MATLAB: How to use memmapfile for a very large structured binary file

beerlarge binary fileMapping ToolboxMATLABmemmapmemmapfilereadfields

Hello:
I need to process a 62 GB structured binary file written from a 24 h simulation. The structure of the file is as follows:
ft(1).length = 1; ft(1).type = 'integer*4'; ft(1).name = 'VehID';
ft(2).length = 1; ft(2).type = 'real*4'; ft(2).name = 'Time';
ft(3).length = 1; ft(3).type = 'integer*4'; ft(3).name = 'Longitude';
ft(4).length = 1; ft(4).type = 'integer*4'; ft(4).name = 'Latitude';
ft(5).length = 1; ft(5).type = 'integer*2'; ft(5).name = 'Heading';
ft(6).length = 1; ft(6).type = 'integer*4'; ft(6).name = 'Segment';
ft(7).length = 1; ft(7).type = 'integer*2'; ft(7).name = 'Dir';
ft(8).length = 1; ft(8).type = 'integer*4'; ft(8).name = 'Lane';
ft(9).length = 1; ft(9).type = 'real*4'; ft(9).name = 'Offset';
ft(10).length = 1;ft(10).type = 'real*4'; ft(10).name = 'Distance';
ft(11).length = 1;ft(11).type = 'real*4'; ft(11).name = 'Speed';
ft(12).length = 1;ft(12).type = 'real*4'; ft(12).name = 'Acceleration';
I am able to read this file using readfields with the format above but it is taking forever to go through its 1,506,979,651 records. I would like to partition this file in 96 files based on the value of 'Time', which covers 24 hours (15 min increments -> 96 files), and keep only VehID, Time, Distance, Speed, and Acceleration. After extensive readings (I am still learning Matlab), I understand memmapfile would be a good way to go, but I am unable to make that command work. I would need help to write the appropriate memmapfile statement (especially the format) so I can process this file efficiently. Thank you for your help,
JDS

Best Answer

This gave me a chance to try a complicated format.

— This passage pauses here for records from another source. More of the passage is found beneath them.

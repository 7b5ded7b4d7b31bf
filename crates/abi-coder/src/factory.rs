// SPDX-License-Identifier: Apache-2.0 OR MIT
// Copyright (c) 2025-2026 naskel.com

//! Coder factory: resolved type + options -> coder tree.

use crate::abi::{ResolvedAbiType, TypeShape};
use crate::coders::{
    ArrayCoder, BooleanCoder, ByteCoder, Coder, FixedBytesCoder, NumberCoder, NumberKind,
    OptionCoder, RawSliceCoder, StdStringCoder, StringCoder, StructCoder, TupleCoder,
    VariantCoder, VecCoder,
};
use crate::config::EncodingOptions;
use crate::constants::{
    RAW_PTR_TYPE, U16_TYPE, U32_TYPE, U64_TYPE, U8_TYPE, VEC_BUFFER_COMPONENT, WORD_SIZE,
};
use crate::error::{AbiError, AbiResult};

/// Build the coder tree for `resolved` under `options`.
///
/// Dispatch follows [`TypeShape`]; every child is built recursively with the
/// options its position dictates (array elements packed, `Vec` elements and
/// tuple slots on the legacy layout, struct fields right-padded).
pub fn build_coder(
    resolved: &ResolvedAbiType<'_>,
    options: EncodingOptions,
) -> AbiResult<Box<dyn Coder>> {
    let version = options.encoding;
    let coder: Box<dyn Coder> = match resolved.shape() {
        TypeShape::U8 => number(NumberKind::U8, options, U8_TYPE),
        TypeShape::U16 => number(NumberKind::U16, options, U16_TYPE),
        TypeShape::U32 => number(NumberKind::U32, options, U32_TYPE),
        TypeShape::U64 => number(NumberKind::U64, options, U64_TYPE),
        TypeShape::RawPtr => Box::new(NumberCoder::new(NumberKind::U64, WORD_SIZE, RAW_PTR_TYPE)),
        TypeShape::RawSlice => Box::new(RawSliceCoder::new()),
        TypeShape::Bool => Box::new(BooleanCoder::new(
            version.integer_width(1, options.is_small_bytes),
        )),
        TypeShape::B256 => Box::new(FixedBytesCoder::b256()),
        TypeShape::B512 => Box::new(FixedBytesCoder::b512()),
        TypeShape::Bytes => Box::new(ByteCoder::new(version.pads())),
        TypeShape::StdString => Box::new(StdStringCoder::new(version.pads())),
        TypeShape::FixedString(len) => Box::new(StringCoder::new(len)),
        TypeShape::Array(len) => {
            let element = resolved.components().first().ok_or_else(|| {
                AbiError::InvalidComponent(
                    "The provided Array type is missing an item of 'component'.".into(),
                )
            })?;
            let element = build_coder(element, options.array_element())?;
            Box::new(ArrayCoder::new(element, len, resolved.type_field.clone())?)
        }
        TypeShape::Vec => build_vec(resolved, options)?,
        TypeShape::Struct(name) => {
            let field_options = options.field();
            let fields = build_named(resolved, field_options)?;
            Box::new(StructCoder::new(
                &name,
                fields,
                field_options.pads_children(),
            ))
        }
        TypeShape::Option => {
            let cases = build_named(resolved, options.variant_case())?;
            let inner = VariantCoder::new("Option", cases, version.pads());
            Box::new(OptionCoder::new(inner)?)
        }
        TypeShape::Enum(name) => {
            let cases = build_named(resolved, options.variant_case())?;
            Box::new(VariantCoder::new(&name, cases, version.pads()))
        }
        TypeShape::Tuple => {
            let slot_options = options.tuple_slot();
            let slots = resolved
                .components()
                .iter()
                .map(|c| build_coder(c, slot_options))
                .collect::<AbiResult<Vec<_>>>()?;
            Box::new(TupleCoder::new(slots, slot_options.pads_children()))
        }
        TypeShape::StrSlice => {
            return Err(AbiError::InvalidData(
                "String slices can not be decoded from logs. \
                 Convert the slice to `str[N]` with `__to_str_array`"
                    .into(),
            ))
        }
        TypeShape::Generic(_) | TypeShape::Unknown => {
            return Err(AbiError::CoderNotFound(format!(
                "Coder not found: {}.",
                resolved.to_json()
            )))
        }
    };

    log::trace!(
        "[abi] built {} coder for '{}' ({})",
        version,
        resolved.type_field,
        coder.encoded_length()
    );
    Ok(coder)
}

fn number(kind: NumberKind, options: EncodingOptions, label: &str) -> Box<dyn Coder> {
    let width = options
        .encoding
        .integer_width(kind.size(), options.is_small_bytes);
    Box::new(NumberCoder::new(kind, width, label))
}

/// One coder per component, keyed by component name.
fn build_named(
    resolved: &ResolvedAbiType<'_>,
    options: EncodingOptions,
) -> AbiResult<Vec<(String, Box<dyn Coder>)>> {
    resolved
        .components()
        .iter()
        .map(|c| Ok((c.name.clone(), build_coder(c, options)?)))
        .collect()
}

/// `Vec<T>`: the element type is the sole type argument of the `buf`
/// component.
fn build_vec(
    resolved: &ResolvedAbiType<'_>,
    options: EncodingOptions,
) -> AbiResult<Box<dyn Coder>> {
    let buf = resolved
        .components()
        .iter()
        .find(|c| c.name == VEC_BUFFER_COMPONENT)
        .ok_or_else(|| {
            AbiError::InvalidComponent(format!(
                "The provided Vec type is missing the '{VEC_BUFFER_COMPONENT}' component."
            ))
        })?;
    let argument = buf
        .original_type_arguments
        .as_ref()
        .and_then(|args| args.first())
        .ok_or_else(|| {
            AbiError::InvalidComponent(
                "The provided Vec type is missing the 'type argument'.".into(),
            )
        })?;

    let element_type = ResolvedAbiType::nested(resolved.abi(), argument, buf.depth() + 1)?;
    let element = build_coder(&element_type, options.vec_element())?;
    Ok(Box::new(VecCoder::new(element, options.encoding.pads())?))
}
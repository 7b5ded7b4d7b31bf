// SPDX-License-Identifier: Apache-2.0 OR MIT
// Copyright (c) 2025-2026 naskel.com

//! `Vec<T>`: element count word, then the elements back to back.

use super::{read_bytes, read_word, word_to_usize, write_uint, Coder, CoderKind, EncodedLength};
use crate::constants::{word_padding, MAX_BYTES, MAX_ZERO_WIDTH_ITEMS, WORD_SIZE};
use crate::error::{AbiError, AbiResult};
use crate::value::AbiValue;

#[derive(Debug)]
pub struct VecCoder {
    element: Box<dyn Coder>,
    element_width: usize,
    pad: bool,
}

impl VecCoder {
    /// Fails with `InvalidComponent` unless `element` has a fixed width.
    pub fn new(element: Box<dyn Coder>, pad: bool) -> AbiResult<Self> {
        let element_width = element.encoded_length().fixed().ok_or_else(|| {
            AbiError::InvalidComponent(format!(
                "The provided Vec element type '{}' must have a fixed encoded length.",
                element.type_label()
            ))
        })?;
        Ok(Self {
            element,
            element_width,
            pad,
        })
    }

    pub fn element(&self) -> &dyn Coder {
        self.element.as_ref()
    }
}

impl Coder for VecCoder {
    fn kind(&self) -> CoderKind {
        CoderKind::Vec
    }

    fn type_label(&self) -> &str {
        "struct Vec"
    }

    fn encoded_length(&self) -> EncodedLength {
        EncodedLength::Dynamic {
            min: self.element_width + WORD_SIZE,
        }
    }

    fn encode_into(&self, value: &AbiValue, out: &mut Vec<u8>) -> AbiResult<()> {
        let items = match value {
            AbiValue::Array(items) => items,
            _ => return Err(AbiError::encode("Expected array value.")),
        };
        write_uint(out, items.len() as u64, WORD_SIZE);
        let start = out.len();
        for item in items {
            self.element.encode_into(item, out)?;
        }
        if self.pad {
            let written = out.len() - start;
            out.resize(out.len() + word_padding(written), 0);
        }
        Ok(())
    }

    fn decode(&self, data: &[u8], offset: usize) -> AbiResult<(AbiValue, usize)> {
        if data.len() > MAX_BYTES {
            return Err(AbiError::decode("Invalid vec data size."));
        }

        let count = word_to_usize(read_word(data, offset, "vec")?, "vec")?;
        let len = count
            .checked_mul(self.element_width)
            .ok_or_else(|| AbiError::decode("Invalid vec byte data size."))?;
        if self.element_width == 0 && count > MAX_ZERO_WIDTH_ITEMS {
            return Err(AbiError::decode("Invalid vec byte data size."));
        }

        let start = offset + WORD_SIZE;
        read_bytes(data, start, len, "vec byte")?;

        let mut items = Vec::with_capacity(count);
        let mut next = start;
        for _ in 0..count {
            let (item, after) = self.element.decode(data, next)?;
            items.push(item);
            next = after;
        }

        if self.pad {
            let padding = word_padding(len);
            read_bytes(data, next, padding, "vec byte")?;
            next += padding;
        }
        Ok((AbiValue::Array(items), next))
    }
}

#[cfg(test)]
mod tests {
    use super::*;
    use crate::coders::{ByteCoder, NumberCoder, NumberKind, TupleCoder};

    fn u8_vec(width: usize, pad: bool) -> VecCoder {
        VecCoder::new(Box::new(NumberCoder::new(NumberKind::U8, width, "u8")), pad)
            .expect("fixed element")
    }

    #[test]
    fn test_round_trip() {
        let coder = u8_vec(1, false);
        let value = AbiValue::from(vec![7u8, 8, 9]);
        let encoded = coder.encode(&value).expect("encode");
        assert_eq!(encoded, [0, 0, 0, 0, 0, 0, 0, 3, 7, 8, 9]);
        assert_eq!(coder.decode(&encoded, 0), Ok((value, 11)));
    }

    #[test]
    fn test_empty() {
        let coder = u8_vec(1, false);
        assert_eq!(coder.encoded_length(), EncodedLength::Dynamic { min: 9 });
        let encoded = coder.encode(&AbiValue::Array(Vec::new())).expect("encode");
        assert_eq!(encoded, [0; 8]);
        assert_eq!(coder.decode(&encoded, 0), Ok((AbiValue::Array(Vec::new()), 8)));
    }

    #[test]
    fn test_padded_payload() {
        let coder = u8_vec(1, true);
        let encoded = coder.encode(&AbiValue::from(vec![1u8])).expect("encode");
        assert_eq!(encoded.len(), 16);
        assert_eq!(
            coder.decode(&encoded, 0),
            Ok((AbiValue::from(vec![1u8]), 16))
        );
    }

    #[test]
    fn test_word_elements() {
        let coder = u8_vec(8, false);
        let encoded = coder.encode(&AbiValue::from(vec![1u8, 2])).expect("encode");
        assert_eq!(encoded.len(), 24);
        assert_eq!(encoded[15], 1);
        assert_eq!(encoded[23], 2);
    }

    #[test]
    fn test_decode_errors() {
        let coder = u8_vec(1, false);
        assert_eq!(
            coder.decode(&[0, 0, 0], 0),
            Err(AbiError::Decode("Invalid vec data size.".into()))
        );
        assert_eq!(
            coder.decode(&[0, 0, 0, 0, 0, 0, 0, 5, 1], 0),
            Err(AbiError::Decode("Invalid vec byte data size.".into()))
        );
    }

    #[test]
    fn test_zero_width_count_capped() {
        let coder =
            VecCoder::new(Box::new(TupleCoder::new(Vec::new(), false)), false).expect("unit");
        let small = [0, 0, 0, 0, 0, 0, 0, 2];
        assert_eq!(
            coder.decode(&small, 0),
            Ok((AbiValue::Array(vec![AbiValue::unit(), AbiValue::unit()]), 8))
        );
        assert!(coder.decode(&[0xff; 8], 0).is_err());
    }

    #[test]
    fn test_dynamic_element_rejected() {
        let err = VecCoder::new(Box::new(ByteCoder::new(false)), false).unwrap_err();
        assert!(matches!(err, AbiError::InvalidComponent(_)));
    }

    #[test]
    fn test_non_array_rejected() {
        let coder = u8_vec(1, false);
        assert_eq!(
            coder.encode(&AbiValue::U8(1)),
            Err(AbiError::Encode("Expected array value.".into()))
        );
    }
}
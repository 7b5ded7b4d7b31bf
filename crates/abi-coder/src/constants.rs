// SPDX-License-Identifier: Apache-2.0 OR MIT
// Copyright (c) 2025-2026 naskel.com

//! Wire format constants and canonical type names.

/// Alignment unit and length-prefix width, in bytes.
pub const WORD_SIZE: usize = 8;

/// Width of the `b256` block.
pub const B256_SIZE: usize = 32;

/// Width of the `B512` block.
pub const B512_SIZE: usize = 64;

/// Largest byte sequence a dynamic coder accepts for decoding.
pub const MAX_BYTES: usize = (1 << 32) - 1;

/// Upper bound on item counts whose elements occupy no bytes.
pub const MAX_ZERO_WIDTH_ITEMS: usize = 1 << 16;

/// Deepest component nesting a schema may resolve to.
pub const MAX_NESTING_DEPTH: usize = 64;

pub const U8_TYPE: &str = "u8";
pub const U16_TYPE: &str = "u16";
pub const U32_TYPE: &str = "u32";
pub const U64_TYPE: &str = "u64";
pub const BOOL_TYPE: &str = "bool";
pub const B256_TYPE: &str = "b256";
pub const RAW_PTR_TYPE: &str = "raw untyped ptr";
pub const RAW_SLICE_TYPE: &str = "raw untyped slice";
pub const STR_SLICE_TYPE: &str = "str";

/// Builtin struct/enum names, bare and std-qualified.
pub const B512_NAMES: [&str; 2] = ["B512", "std::b512::B512"];
pub const BYTES_NAMES: [&str; 2] = ["Bytes", "std::bytes::Bytes"];
pub const STD_STRING_NAMES: [&str; 2] = ["String", "std::string::String"];
pub const VEC_NAMES: [&str; 2] = ["Vec", "std::vec::Vec"];
pub const OPTION_NAMES: [&str; 2] = ["Option", "std::option::Option"];

/// Name of the `Vec` component holding the element type argument.
pub const VEC_BUFFER_COMPONENT: &str = "buf";

/// Case names of the `Option` enum, in discriminant order.
pub const OPTION_NONE: &str = "None";
pub const OPTION_SOME: &str = "Some";

/// Number of zero bytes needed to pad `len` up to the next word boundary.
#[inline]
pub const fn word_padding(len: usize) -> usize {
    (WORD_SIZE - (len % WORD_SIZE)) % WORD_SIZE
}

/// Round `len` up to the next multiple of [`WORD_SIZE`].
#[inline]
pub const fn round_up_to_word(len: usize) -> usize {
    len + word_padding(len)
}
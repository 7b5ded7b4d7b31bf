// SPDX-License-Identifier: Apache-2.0 OR MIT
// Copyright (c) 2025-2026 naskel.com

//! Tagged unions: `enum` and its `Option` specialisation.
//!
//! The discriminant is the case position, written as one word. Two layouts
//! exist:
//!
//! - **Padded**: every case is fixed-width; the payload is left-padded to the
//!   widest case so all values encode to the same size.
//! - **Compact**: the payload is exactly the active case's encoding.

use super::{read_bytes, read_uint, write_uint, Coder, CoderKind, EncodedLength};
use crate::constants::{OPTION_NONE, OPTION_SOME, WORD_SIZE};
use crate::error::{AbiError, AbiResult};
use crate::value::AbiValue;

/// Payload layout of a variant coder.
#[derive(Debug, Clone, Copy, PartialEq, Eq)]
pub enum VariantLayout {
    /// Payload left-padded to `payload_width`.
    Padded { payload_width: usize },
    /// Payload is the active case only.
    Compact,
}

// ---------------------------------------------------------------------------
// VariantCoder
// ---------------------------------------------------------------------------

#[derive(Debug)]
pub struct VariantCoder {
    label: String,
    cases: Vec<(String, Box<dyn Coder>)>,
    layout: VariantLayout,
}

impl VariantCoder {
    /// Enum `name` with ordered `cases`.
    ///
    /// `padded` requests the padded layout; it is used only when every case
    /// has a fixed width.
    pub fn new(name: &str, cases: Vec<(String, Box<dyn Coder>)>, padded: bool) -> Self {
        let widths: Option<Vec<usize>> = cases
            .iter()
            .map(|(_, c)| c.encoded_length().fixed())
            .collect();
        let layout = match widths {
            Some(widths) if padded => VariantLayout::Padded {
                payload_width: widths.into_iter().max().unwrap_or(0),
            },
            _ => VariantLayout::Compact,
        };
        Self {
            label: format!("enum {name}"),
            cases,
            layout,
        }
    }

    pub fn layout(&self) -> VariantLayout {
        self.layout
    }

    /// Case names in discriminant order.
    pub fn case_names(&self) -> impl Iterator<Item = &str> {
        self.cases.iter().map(|(name, _)| name.as_str())
    }

    fn case_list(&self, sep: &str, quote: &str) -> String {
        self.case_names()
            .map(|n| format!("{quote}{n}{quote}"))
            .collect::<Vec<_>>()
            .join(sep)
    }

    /// Encode case `index` carrying `value`.
    fn encode_case(&self, index: usize, value: &AbiValue, out: &mut Vec<u8>) -> AbiResult<()> {
        let (_, coder) = &self.cases[index];
        write_uint(out, index as u64, WORD_SIZE);
        match self.layout {
            VariantLayout::Padded { payload_width } => {
                let width = coder.encoded_length().min();
                out.resize(out.len() + (payload_width - width), 0);
                coder.encode_into(value, out)
            }
            VariantLayout::Compact => coder.encode_into(value, out),
        }
    }

    /// Decode to `(case index, payload, next offset)`.
    fn decode_case(&self, data: &[u8], offset: usize) -> AbiResult<(usize, AbiValue, usize)> {
        let tag = read_bytes(data, offset, WORD_SIZE, "enum")?;
        let raw = read_uint(tag).unwrap_or(u64::MAX);
        let index = usize::try_from(raw)
            .ok()
            .filter(|&i| i < self.cases.len())
            .ok_or_else(|| {
                AbiError::decode(format!(
                    "Invalid caseIndex \"{}\". Valid cases: {}.",
                    raw,
                    self.case_list(",", "")
                ))
            })?;

        let (_, coder) = &self.cases[index];
        let start = offset + WORD_SIZE;
        match self.layout {
            VariantLayout::Padded { payload_width } => {
                read_bytes(data, start, payload_width, "enum")?;
                let width = coder.encoded_length().min();
                let (value, _) = coder.decode(data, start + (payload_width - width))?;
                Ok((index, value, start + payload_width))
            }
            VariantLayout::Compact => {
                let (value, next) = coder.decode(data, start)?;
                Ok((index, value, next))
            }
        }
    }
}

impl Coder for VariantCoder {
    fn kind(&self) -> CoderKind {
        CoderKind::Enum
    }

    fn type_label(&self) -> &str {
        &self.label
    }

    fn encoded_length(&self) -> EncodedLength {
        match self.layout {
            VariantLayout::Padded { payload_width } => {
                EncodedLength::Fixed(WORD_SIZE + payload_width)
            }
            VariantLayout::Compact => EncodedLength::Dynamic {
                min: WORD_SIZE
                    + self
                        .cases
                        .iter()
                        .map(|(_, c)| c.encoded_length().min())
                        .min()
                        .unwrap_or(0),
            },
        }
    }

    fn encode_into(&self, value: &AbiValue, out: &mut Vec<u8>) -> AbiResult<()> {
        let record = value.as_record().ok_or_else(|| {
            AbiError::encode(format!(
                "Invalid {}: expected record value, got {}.",
                self.label,
                value.type_name()
            ))
        })?;

        let mut entries = record.iter();
        let (case, payload) = match (entries.next(), entries.next()) {
            (None, _) => return Err(AbiError::decode("A field for the case must be provided.")),
            (Some(entry), None) => entry,
            (Some(_), Some(_)) => return Err(AbiError::decode("Only one field must be provided.")),
        };

        let index = self
            .cases
            .iter()
            .position(|(name, _)| name == case)
            .ok_or_else(|| {
                AbiError::encode(format!(
                    "Invalid case '{}'. Valid cases: {}.",
                    case,
                    self.case_list(", ", "'")
                ))
            })?;
        self.encode_case(index, payload, out)
    }

    fn decode(&self, data: &[u8], offset: usize) -> AbiResult<(AbiValue, usize)> {
        let (index, value, next) = self.decode_case(data, offset)?;
        Ok((AbiValue::variant(self.cases[index].0.clone(), value), next))
    }
}

// ---------------------------------------------------------------------------
// OptionCoder
// ---------------------------------------------------------------------------

/// `Option<T>` on top of a two-case variant: position 0 is `None`,
/// position 1 is `Some`.
#[derive(Debug)]
pub struct OptionCoder {
    inner: VariantCoder,
}

impl OptionCoder {
    /// Fails with `InvalidComponent` unless `inner` has exactly two cases.
    pub fn new(inner: VariantCoder) -> AbiResult<Self> {
        if inner.cases.len() != 2 {
            return Err(AbiError::InvalidComponent(format!(
                "The provided Option type must have exactly two cases, found {}.",
                inner.cases.len()
            )));
        }
        Ok(Self { inner })
    }

    /// `Option<T>` with the canonical `None`/`Some` case names.
    pub fn with_payload(some: Box<dyn Coder>, unit: Box<dyn Coder>, padded: bool) -> Self {
        let inner = VariantCoder::new(
            "Option",
            vec![(OPTION_NONE.to_string(), unit), (OPTION_SOME.to_string(), some)],
            padded,
        );
        Self { inner }
    }

    pub fn layout(&self) -> VariantLayout {
        self.inner.layout
    }
}

impl Coder for OptionCoder {
    fn kind(&self) -> CoderKind {
        CoderKind::Option
    }

    fn type_label(&self) -> &str {
        self.inner.type_label()
    }

    fn encoded_length(&self) -> EncodedLength {
        self.inner.encoded_length()
    }

    fn encode_into(&self, value: &AbiValue, out: &mut Vec<u8>) -> AbiResult<()> {
        match value {
            AbiValue::Option(None) => self.inner.encode_case(0, &AbiValue::unit(), out),
            AbiValue::Option(Some(v)) => self.inner.encode_case(1, v, out),
            // Record form `{ "Some": v }` / `{ "None": () }`.
            AbiValue::Record(_) => self.inner.encode_into(value, out),
            other => Err(AbiError::encode(format!(
                "Invalid {}: expected option value, got {}.",
                self.inner.label,
                other.type_name()
            ))),
        }
    }

    fn decode(&self, data: &[u8], offset: usize) -> AbiResult<(AbiValue, usize)> {
        let (index, value, next) = self.inner.decode_case(data, offset)?;
        let option = match index {
            0 => AbiValue::Option(None),
            _ => AbiValue::Option(Some(Box::new(value))),
        };
        Ok((option, next))
    }
}
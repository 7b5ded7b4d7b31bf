// SPDX-License-Identifier: Apache-2.0 OR MIT
// Copyright (c) 2025-2026 naskel.com

//! Composable encode/decode units.
//!
//! A coder tree mirrors a resolved type: leaves are primitive coders,
//! composite coders own their children exclusively. Trees are immutable
//! once built and can be shared read-only across threads.
//!
//! # Wire rules
//!
//! - All integers are big-endian, left-zero-padded to the coder width.
//! - Length prefixes are always one 8-byte word.
//! - `decode(data, offset)` returns the value and the offset immediately
//!   following the bytes it consumed.

mod array;
mod dynamic;
mod primitive;
mod string;
mod structs;
mod tuple;
mod variant;
mod vec;

pub use array::ArrayCoder;
pub use dynamic::{ByteCoder, RawSliceCoder, StdStringCoder};
pub use primitive::{BooleanCoder, FixedBytesCoder, NumberCoder, NumberKind};
pub use string::StringCoder;
pub use structs::StructCoder;
pub use tuple::TupleCoder;
pub use variant::{OptionCoder, VariantCoder, VariantLayout};
pub use vec::VecCoder;

use crate::constants::{word_padding, WORD_SIZE};
use crate::error::{AbiError, AbiResult};
use crate::value::AbiValue;
use std::fmt;

/// Coder family.
#[derive(Debug, Clone, Copy, PartialEq, Eq, Hash)]
pub enum CoderKind {
    Primitive,
    Array,
    Struct,
    Tuple,
    Enum,
    Option,
    Vec,
    Bytes,
    String,
    RawSlice,
}

/// Number of bytes a coder produces.
#[derive(Debug, Clone, Copy, PartialEq, Eq, Hash)]
pub enum EncodedLength {
    /// Every encoding has exactly this many bytes.
    Fixed(usize),
    /// Determined by the value; never shorter than `min`.
    Dynamic { min: usize },
}

impl EncodedLength {
    /// The fixed width, if any.
    pub fn fixed(self) -> Option<usize> {
        match self {
            Self::Fixed(n) => Some(n),
            Self::Dynamic { .. } => None,
        }
    }

    /// Lower bound on the encoded size.
    pub fn min(self) -> usize {
        match self {
            Self::Fixed(n) | Self::Dynamic { min: n } => n,
        }
    }

    pub fn is_fixed(self) -> bool {
        matches!(self, Self::Fixed(_))
    }

    /// Combined length of children laid out back to back, each optionally
    /// padded to a word. Saturates at `usize::MAX`; such totals never pass
    /// a bounds check on decode.
    pub(crate) fn sum<I>(lengths: I, padded: bool) -> Self
    where
        I: IntoIterator<Item = EncodedLength>,
    {
        let pad = |n: usize| {
            if padded {
                n.saturating_add(word_padding(n))
            } else {
                n
            }
        };
        let mut fixed = true;
        let mut total = 0usize;
        for len in lengths {
            fixed &= len.is_fixed();
            total = total.saturating_add(pad(len.min()));
        }
        if fixed {
            Self::Fixed(total)
        } else {
            Self::Dynamic { min: total }
        }
    }
}

impl fmt::Display for EncodedLength {
    fn fmt(&self, f: &mut fmt::Formatter<'_>) -> fmt::Result {
        match self {
            Self::Fixed(n) => write!(f, "{} bytes", n),
            Self::Dynamic { min } => write!(f, "dynamic (>= {} bytes)", min),
        }
    }
}

/// Largest buffer reserved up front by [`Coder::encode`]; bigger encodings
/// grow as they are written.
const ENCODE_PREALLOC_LIMIT: usize = 64 * 1024;

/// Symmetric encode/decode for one value shape.
pub trait Coder: Send + Sync + fmt::Debug {
    /// Coder family.
    fn kind(&self) -> CoderKind;

    /// Human readable type label, e.g. `struct Point` or `[u8; 4]`.
    fn type_label(&self) -> &str;

    /// Size of the encodings this coder produces.
    fn encoded_length(&self) -> EncodedLength;

    /// Append the encoding of `value` to `out`.
    fn encode_into(&self, value: &AbiValue, out: &mut Vec<u8>) -> AbiResult<()>;

    /// Decode one value starting at `offset`.
    fn decode(&self, data: &[u8], offset: usize) -> AbiResult<(AbiValue, usize)>;

    /// Encode `value` into a fresh buffer.
    fn encode(&self, value: &AbiValue) -> AbiResult<Vec<u8>> {
        let mut out = Vec::with_capacity(self.encoded_length().min().min(ENCODE_PREALLOC_LIMIT));
        self.encode_into(value, &mut out)?;
        Ok(out)
    }
}

// ---------------------------------------------------------------------------
// Shared helpers
// ---------------------------------------------------------------------------

/// `len` bytes at `offset`, or a decode error naming `what`.
pub(crate) fn read_bytes<'d>(
    data: &'d [u8],
    offset: usize,
    len: usize,
    what: &str,
) -> AbiResult<&'d [u8]> {
    offset
        .checked_add(len)
        .and_then(|end| data.get(offset..end))
        .ok_or_else(|| AbiError::decode(format!("Invalid {what} data size.")))
}

/// Write `value` big-endian, left-zero-padded to `width` bytes.
///
/// `value` must fit in `width` bytes; callers check beforehand.
pub(crate) fn write_uint(out: &mut Vec<u8>, value: u64, width: usize) {
    let be = value.to_be_bytes();
    if width >= WORD_SIZE {
        out.resize(out.len() + (width - WORD_SIZE), 0);
        out.extend_from_slice(&be);
    } else {
        out.extend_from_slice(&be[WORD_SIZE - width..]);
    }
}

/// Big-endian unsigned integer, `None` if it does not fit in a `u64`.
pub(crate) fn read_uint(bytes: &[u8]) -> Option<u64> {
    let split = bytes.len().saturating_sub(WORD_SIZE);
    let (high, low) = bytes.split_at(split);
    if high.iter().any(|&b| b != 0) {
        return None;
    }
    Some(low.iter().fold(0u64, |acc, &b| (acc << 8) | u64::from(b)))
}

/// Read one length/count word.
pub(crate) fn read_word(data: &[u8], offset: usize, what: &str) -> AbiResult<u64> {
    let bytes = read_bytes(data, offset, WORD_SIZE, what)?;
    read_uint(bytes).ok_or_else(|| AbiError::decode(format!("Invalid {what} data size.")))
}

/// Convert a decoded count into a `usize`.
pub(crate) fn word_to_usize(word: u64, what: &str) -> AbiResult<usize> {
    usize::try_from(word).map_err(|_| AbiError::decode(format!("Invalid {what} byte data size.")))
}

/// Encode one child, padding its output to a word when `padded`.
pub(crate) fn encode_child(
    coder: &dyn Coder,
    value: &AbiValue,
    out: &mut Vec<u8>,
    padded: bool,
) -> AbiResult<()> {
    let start = out.len();
    coder.encode_into(value, out)?;
    if padded {
        let written = out.len() - start;
        out.resize(out.len() + word_padding(written), 0);
    }
    Ok(())
}

/// Decode one child, skipping its word padding when `padded`.
pub(crate) fn decode_child(
    coder: &dyn Coder,
    data: &[u8],
    offset: usize,
    padded: bool,
    what: &str,
) -> AbiResult<(AbiValue, usize)> {
    let (value, next) = coder.decode(data, offset)?;
    if !padded {
        return Ok((value, next));
    }
    let padding = word_padding(next - offset);
    read_bytes(data, next, padding, what)?;
    Ok((value, next + padding))
}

Result:
filespec = 'usgsdems.dat'; % A sample file I found in the Map Toolbox
n_repeat = 24*60/15;
nday = 1;
N = (nday-1) * n_repeat * sum([ 4, 4, 4, 4, 2, 4, 2, 4, 4, 4, 4, 4 ]);
%
mmp = memmapfile( filespec ...
, 'Offset' , N ...
, 'Format', {
'int32' , [1,1], 'VehID'
'single', [1,1], 'Time'
'int32' , [1,1], 'Longitude'
'int32' , [1,1], 'Latitude'
'int16' , [1,1], 'Heading'
'int32' , [1,1], 'Segment'
'int16' , [1,1], 'Dir'
'int32' , [1,1], 'Lane'
'single', [1,1], 'Offset'
'single', [1,1], 'Distance'
'single', [1,1], 'Speed'
'single', [1,1], 'Acceleration'
} ...
, 'Repeat', n_repeat );
>> mmp.Data(1).VehID
ans =
1701994860 % garbage but indicates the syntax is correct
>> mmp.Data(2).VehID
ans =
538976313
>> mmp.Data(n_repeat).VehID
ans =
538976288
However,
>> mmp.Data(2:3).VehID
Error using memmapfile/subsref (line 782)
A subscripting operation on the Data field attempted to create a comma-
separated list. The memmapfile class does not support the use of comma-
separated lists when subscripting.
&nbsp
"and keep only VehID, Time, Distance, Speed, and Acceleration"
AFAIK: The new files must be written line by line. Include only the fields, which shall be kept.
I'm not convinced the process will be fast.